Conversely, Europe told a different story. Invested capital on the continent declined at an average annual rate of approximately 18% from 2020 through the first half of 2025. This divergence underscores the aggressive pace at which US-based firms are adopting AI-driven models to consolidate market share.
Key Market Trends and Growth Segments (2020–2025)
The following table illustrates the performance of various insurance sub-sectors as they navigate the transition to an AI-enhanced environment:
| Sector / Metric | Key Performance Indicator | Market Observation |
| Broker Transactions | 70% of total deal count | Volumes fell 20% YoY in 2025 as the market matured. |
| MGAs (US Market) | $97bn in premiums (2024) | Grown from $47bn in 2020; a CAGR of roughly 14%. |
| TPAs | 15% average annual growth | Consistent deal growth over the past five years. |
| Software & Data | Stable investment | Supported by resilient, recurring revenue streams. |
Radical Efficiency Gains through Automation
One of the most compelling findings in the McKinsey report involves the dramatic reduction in operational timelines.

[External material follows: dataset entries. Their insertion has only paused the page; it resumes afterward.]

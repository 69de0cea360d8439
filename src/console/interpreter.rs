//! Byte-fed console state machine
//!
//! ```text
//!   other byte
//!   ┌────────┐        '\n'
//!   ▼        │  ──────────────▶
//! Accumulating                  Dispatching
//!               ◀──────────────
//!               buffer cleared
//! ```
//!
//! `\r` is dropped on arrival. An overlong line is discarded whole, together
//! with the byte that overflowed it.

use core::fmt::Write;

use super::{commands, parse_line, ConsoleError, LineBuffer};
use crate::device::DeviceControl;
use crate::logging::LogStream;
use crate::{log_debug, log_info, log_warn};

/// Version string (set by build.rs, includes git hash)
pub const VERSION: &str = env!("VERSION_STRING");

/// Printed when a line outgrows the buffer.
pub const OVERFLOW_MESSAGE: &str = "Command too long. Buffer cleared.";

/// Line command interpreter
pub struct Console<'a, D: DeviceControl> {
    line: LineBuffer,
    device: D,
    log: &'a LogStream,
}

impl<'a, D: DeviceControl> Console<'a, D> {
    /// Create a console driving `device`, logging to `log`.
    pub fn new(device: D, log: &'a LogStream) -> Self {
        Self {
            line: LineBuffer::new(),
            device,
            log,
        }
    }

    /// Process a single input byte
    ///
    /// Returns `None` while a line is still accumulating or when a blank line
    /// was ignored, `Some(result)` once a line was dispatched or discarded.
    /// Any diagnostic has already been written to `out`.
    pub fn feed_byte(&mut self, byte: u8, out: &mut dyn Write) -> Option<Result<(), ConsoleError>> {
        match byte {
            b'\r' => None,

            b'\n' => {
                let result = self.dispatch(out);
                self.line.clear();
                result
            }

            _ => match self.line.push(byte) {
                Ok(()) => None,
                Err(err) => {
                    self.line.clear();
                    let _ = writeln!(out, "{}", OVERFLOW_MESSAGE);
                    log_warn!(self.log, "{}: dropped line at byte 0x{:02x}", err, byte);
                    Some(Err(err))
                }
            },
        }
    }

    /// Feed every byte of `input`, returning the last completed result.
    pub fn feed(&mut self, input: &[u8], out: &mut dyn Write) -> Option<Result<(), ConsoleError>> {
        input
            .iter()
            .fold(None, |last, &b| self.feed_byte(b, out).or(last))
    }

    fn dispatch(&mut self, out: &mut dyn Write) -> Option<Result<(), ConsoleError>> {
        let cmd = parse_line(self.line.as_bytes())?;

        match cmd.arg {
            Some(arg) => log_debug!(self.log, "cmd '{}' arg {}", cmd.echo(), arg),
            None => log_debug!(self.log, "cmd '{}'", cmd.echo()),
        }

        let result = commands::execute(&cmd, &mut self.device, out);
        match result {
            Err(ConsoleError::UnknownCommand) => {
                log_warn!(self.log, "unknown command '{}'", cmd.echo())
            }
            Err(err) => log_info!(self.log, "'{}': {}", cmd.echo(), err),
            Ok(()) => {}
        }
        Some(result)
    }

    /// Print the command listing
    pub fn print_help(&self, out: &mut dyn Write) {
        commands::print_help(out);
    }

    /// Print version and help, as sent once at boot
    pub fn print_banner(&self, out: &mut dyn Write) {
        let _ = writeln!(out, "{}", VERSION);
        self.print_help(out);
    }

    /// Bytes of the line accumulated so far
    pub fn pending_line(&self) -> &[u8] {
        self.line.as_bytes()
    }

    pub fn device(&self) -> &D {
        &self.device
    }

}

Historically, the process of underwriting and providing quotes was a laborious task, often measured in weeks. With the implementation of GenAI, these windows are shrinking at an unprecedented rate.
The report notes that tasks previously taking several weeks are now being completed in days. In more advanced digital environments, processes that once required two to three days are now being finalised within one to two hours.
Reshaping, Not Replacing
McKinsey maintains that while the disruption is significant, AI is more likely to reshape existing insurance models rather than replace them entirely. The “winners” in this new era will be determined by how effectively firms can scale these technologies across their entire value chain.
As the industry moves toward 2027, the focus for insurers will shift from experimental AI pilots to full-scale integration, ensuring that the projected $70 billion in potential revenue becomes a tangible reality.